Finanzpolitik muss neues Gleichgewicht finden
Die Legislaturperiode begann so schön: Wachstum, Rekord-Steuereinnahmen, und politisch konnten fast alle Wünsche erfüllt werden. Die „schwarze Null“stand trotzdem.
Jetzt ist da nur noch ein großes schwarzes Loch. Die für 2020 zu erwartenden massiven Steuerausfälle sind erst der Anfang. Selbst wenn es einen Impfstoff gegen Corona gibt, wird die Weltwirtschaft so schnell nicht wieder fit. Und von ihr hängt Deutschland ab. Niemand sollte sich täuschen: Die Schleifspuren dieser Krise werden lang und tief sein. Für alle Ebenen: Bund, Länder und Gemeinden.
Der erste Reflex war: Wir schütten alle Corona-Folgen so weit wie möglich mit Geld zu, das wir uns leihen. Das war zwar richtig, um gesellschaftliche Eruptionen am Anfang zu verhindern. Auch konnte sich Deutschland das leisten. Aber der Spielraum für eine kreditfinanzierte Bewältigung der Krise ist in Bund wie Ländern endlich. Die Schuldenbremse des Grundgesetzes gilt. Und das ist gut so. Denn selbst wenn die Kredite nur sehr langfristig zurückgezahlt werden müssen, bleiben sie doch eine Belastung für künftige Haushalte. Erst recht, wenn die Zinsen dafür steigen, was abzusehen ist.
Im Grunde gibt es schon eine Antwort auf die Herausforderung der nächsten Jahre. Angela Merkel hat sie zusammen mit Peer Steinbrück nach der Finanzkrise von 2008 formuliert. Sie lautet: Investieren, reformieren und sanieren. Ein Dreiklang, keine Einseitigkeit nach hierhin oder nach dorthin. Das war äußerst erfolgreich und muss sich jetzt wiederholen.
Das Land muss schnell wieder auf Wachstumskurs kommen, und zwar, wenn irgend möglich, in Zukunftsbereichen, nicht in den alten Industrien. Also keine Kaufprämien für Verbrennungsmotoren, aber Investitionen in aussichtsreiche Technologien und Infrastruktur. Das Land muss sich auch weiter reformieren. Im Vergleich mit den USA sieht man, wie groß der Wert sozialer Stabilität für die Bewältigung einer solchen Krise ist. Das muss bleiben. Aber Deutschland muss in den Bereichen Bildung und Forschung noch stärker und bei Innovationen und Verwaltungshandeln viel schneller werden.

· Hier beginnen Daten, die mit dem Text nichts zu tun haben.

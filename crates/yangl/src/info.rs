//! `Context::info()` (spec §6): builds a [`DataTree`] conforming to
//! `ietf-yang-library`'s `modules-state` container, one `module` list
//! entry per loaded module.

use yangl_support::Atom;

use crate::data::{DataNode, DataTree};
use crate::schema::Context;

/// # Errors
/// Returns [`yangl_support::Diag::Internal`] if the built-in
/// `ietf-yang-library` module (always installed by [`Context::new`]) is
/// somehow missing its `modules-state`/`module` schema nodes.
pub fn build_info_tree(ctx: &Context) -> Result<DataTree, yangl_support::Diag> {
  let (_, yang_library) = ctx
    .get_module("ietf-yang-library", None)
    .ok_or_else(|| yangl_support::Diag::Internal("ietf-yang-library is not loaded".into()))?;

  let modules_state_id = yang_library
    .data
    .iter()
    .copied()
    .find(|&id| ctx.node(id).name.as_ref() == "modules-state")
    .ok_or_else(|| yangl_support::Diag::Internal("ietf-yang-library has no modules-state node".into()))?;

  let module_list_id = ctx
    .node(modules_state_id)
    .children
    .iter()
    .copied()
    .find(|&id| ctx.node(id).name.as_ref() == "module")
    .ok_or_else(|| yangl_support::Diag::Internal("modules-state has no module list".into()))?;

  let module_set_id_leaf = ctx
    .node(modules_state_id)
    .children
    .iter()
    .copied()
    .find(|&id| ctx.node(id).name.as_ref() == "module-set-id")
    .ok_or_else(|| yangl_support::Diag::Internal("modules-state has no module-set-id leaf".into()))?;

  let leaf_children: Vec<(Atom, crate::schema::NodeId)> = ctx
    .node(module_list_id)
    .children
    .iter()
    .map(|&id| (ctx.node(id).name.clone(), id))
    .collect();

  let mut tree = DataTree::default();
  let modules_state = tree.alloc(None, DataNode::new(modules_state_id, Atom::from("modules-state")));

  for (_, module) in ctx.modules() {
    let entry = tree.alloc(Some(modules_state), DataNode::new(module_list_id, Atom::from("module")));

    for (leaf_name, leaf_schema) in &leaf_children {
      let value = match leaf_name.as_ref() {
        "name" => Some(module.name.to_string()),
        "revision" => Some(module.revision().to_string()),
        "namespace" => Some(module.namespace.clone()),
        "conformance-type" => Some(if module.implemented { "implement".to_string() } else { "import".to_string() }),
        "schema" => None,
        _ => None,
      };
      let mut leaf = DataNode::new(*leaf_schema, leaf_name.clone());
      leaf.value_str = value;
      tree.alloc(Some(entry), leaf);
    }
  }

  let mut module_set_id_leaf_node = DataNode::new(module_set_id_leaf, Atom::from("module-set-id"));
  module_set_id_leaf_node.value_str = Some(ctx.module_set_id().to_string());
  tree.alloc(Some(modules_state), module_set_id_leaf_node);

  Ok(tree)
}

#[cfg(test)]
mod tests {
  use super::*;

  #[test]
  fn info_tree_lists_every_loaded_module() {
    let ctx = Context::new(None).expect("no search dir, no filesystem access");
    let tree = build_info_tree(&ctx).expect("built-ins always expose modules-state");

    let modules_state = tree.node(tree.roots()[0]);
    let module_entries: Vec<_> = modules_state
      .children
      .iter()
      .filter(|&&id| tree.node(id).name.as_ref() == "module")
      .collect();

    assert_eq!(module_entries.len(), 4);
  }
}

Gleichzeitig muss man bei all dem den Haushalt sanieren, die schwarze Null wieder anstreben. Und zwar nicht als Ziel in unerreichbarer Ferne, sondern schon nach einer, maximal zwei Legislaturperioden. Denn es kann nicht sein, dass man die Last dieser Krise vollständig künftigen Generationen aufbürdet.
Das bedeutet Ausgabendisziplin. Also sparen. Nicht jede Idee des bestehenden Koalitionsvertrages kann jetzt noch Realität werden. Aber es kann auch nicht jedes bisherige Tabu so stehen bleiben. Der Ladeninhaber und der Kurzarbeiter haben ihre Corona-Sonderabgabe sozusagen schon entrichtet oder müssen es noch tun. Warum nicht auch der Multimillionär? Nach dieser gewaltigen Eruption muss die Finanzpolitik ein neues Gleichgewicht finden. Der größte Feind dafür ist der Lobbyismus. Ihm gilt es jetzt zu widerstehen.